╭──

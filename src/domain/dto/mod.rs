//! 요청/응답 DTO
//!
//! 영역별로 `request` / `response` 모듈을 두고, 목록 공통 타입은 [`common`]에 둡니다.
//! ID는 모두 24자리 hex 문자열, 시각은 RFC 3339(UTC)로 직렬화됩니다.

pub mod common;
pub mod users;
pub mod courses;
pub mod quizzes;
pub mod jobs;
pub mod commerce;
pub mod social;
pub mod content;
pub mod activity;
pub mod media;
pub mod admin;
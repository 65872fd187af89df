/*  ************************************************************

    QR-Logo: http://qrlogo.kaarposoft.dk

    Copyright (C) 2011-2018 Henrik Kaare Poulsen

    Licensed under the Apache License, Version 2.0 (the "License");
    you may not use this file except in compliance with the License.
    You may obtain a copy of the License at

     http://www.apache.org/licenses/LICENSE-2.0

    Unless required by applicable law or agreed to in writing, software
    distributed under the License is distributed on an "AS IS" BASIS,
    WITHOUT WARRANTIES OR CONDITIONS OF ANY KIND, either express or implied.
    See the License for the specific language governing permissions and
    limitations under the License.

    ************************************************************ */


//  ************************************************************
//! Errors returned when generating or reading QR codes
//  ************************************************************

use thiserror::Error;

use super::{ErrorCorrectionLevel, Mode};


//  ************************************************************
/// Errors from encoding, rendering and logo compositing
//  ************************************************************

#[derive(Error, Debug, Clone, PartialEq)]
pub enum Error {
    /// The text does not fit into a version 40 symbol
    #[error("text too long: {len} characters, at most {max} fit in {mode:?} mode at error correction level {ec:?}")]
    CapacityExceeded { len: usize, max: usize, mode: Mode, ec: ErrorCorrectionLevel },

    /// No block table exists for the version / error correction level,
    /// or the codeword stream does not match the table
    #[error("unsupported version {version} at error correction level {ec:?}")]
    UnsupportedVersion { version: u8, ec: ErrorCorrectionLevel },

    /// Pixels per module must be positive and the bitmap side must fit in `u32`
    #[error("invalid scale: {0} pixels per module")]
    InvalidScale(u32),

    /// The requested logo area exceeds the allowed fraction of the symbol
    #[error("logo too large: requested {fraction} of the symbol area, at most {ceiling} allowed")]
    LogoTooLarge { fraction: f64, ceiling: f64 },

    #[error("invalid logo fraction: {0}")]
    InvalidLogoFraction(f64),
}

pub type Result<T> = std::result::Result<T, Error>;


//  ************************************************************
/// Errors from reading a module matrix back into data
//  ************************************************************

#[derive(Error, Debug, Clone, PartialEq, Eq)]
pub enum DecodeError {
    #[error("invalid dimension: {0} is not the side of a QR code symbol")]
    InvalidDimension(usize),

    #[error("image of {width}x{height} pixels does not hold a symbol at {pixels_per_module} pixels per module")]
    InvalidImage { width: u32, height: u32, pixels_per_module: u32 },

    #[error("no valid format information found")]
    FormatInfo,

    #[error("too many errors in block {block}")]
    Uncorrectable { block: usize },

    #[error("unsupported mode indicator {0:#06b}")]
    UnsupportedMode(u8),

    #[error("invalid character count {len} (at most {max} in this symbol)")]
    InvalidLength { len: usize, max: usize },

    #[error("invalid {mode:?} data value {value}")]
    InvalidData { mode: Mode, value: u32 },
}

╰──

▶ _Exercise directions_: From the listing above, count every line where the word "under" occurs; the answer is that number and nothing else.

▶ _Answer for this exercise_: 3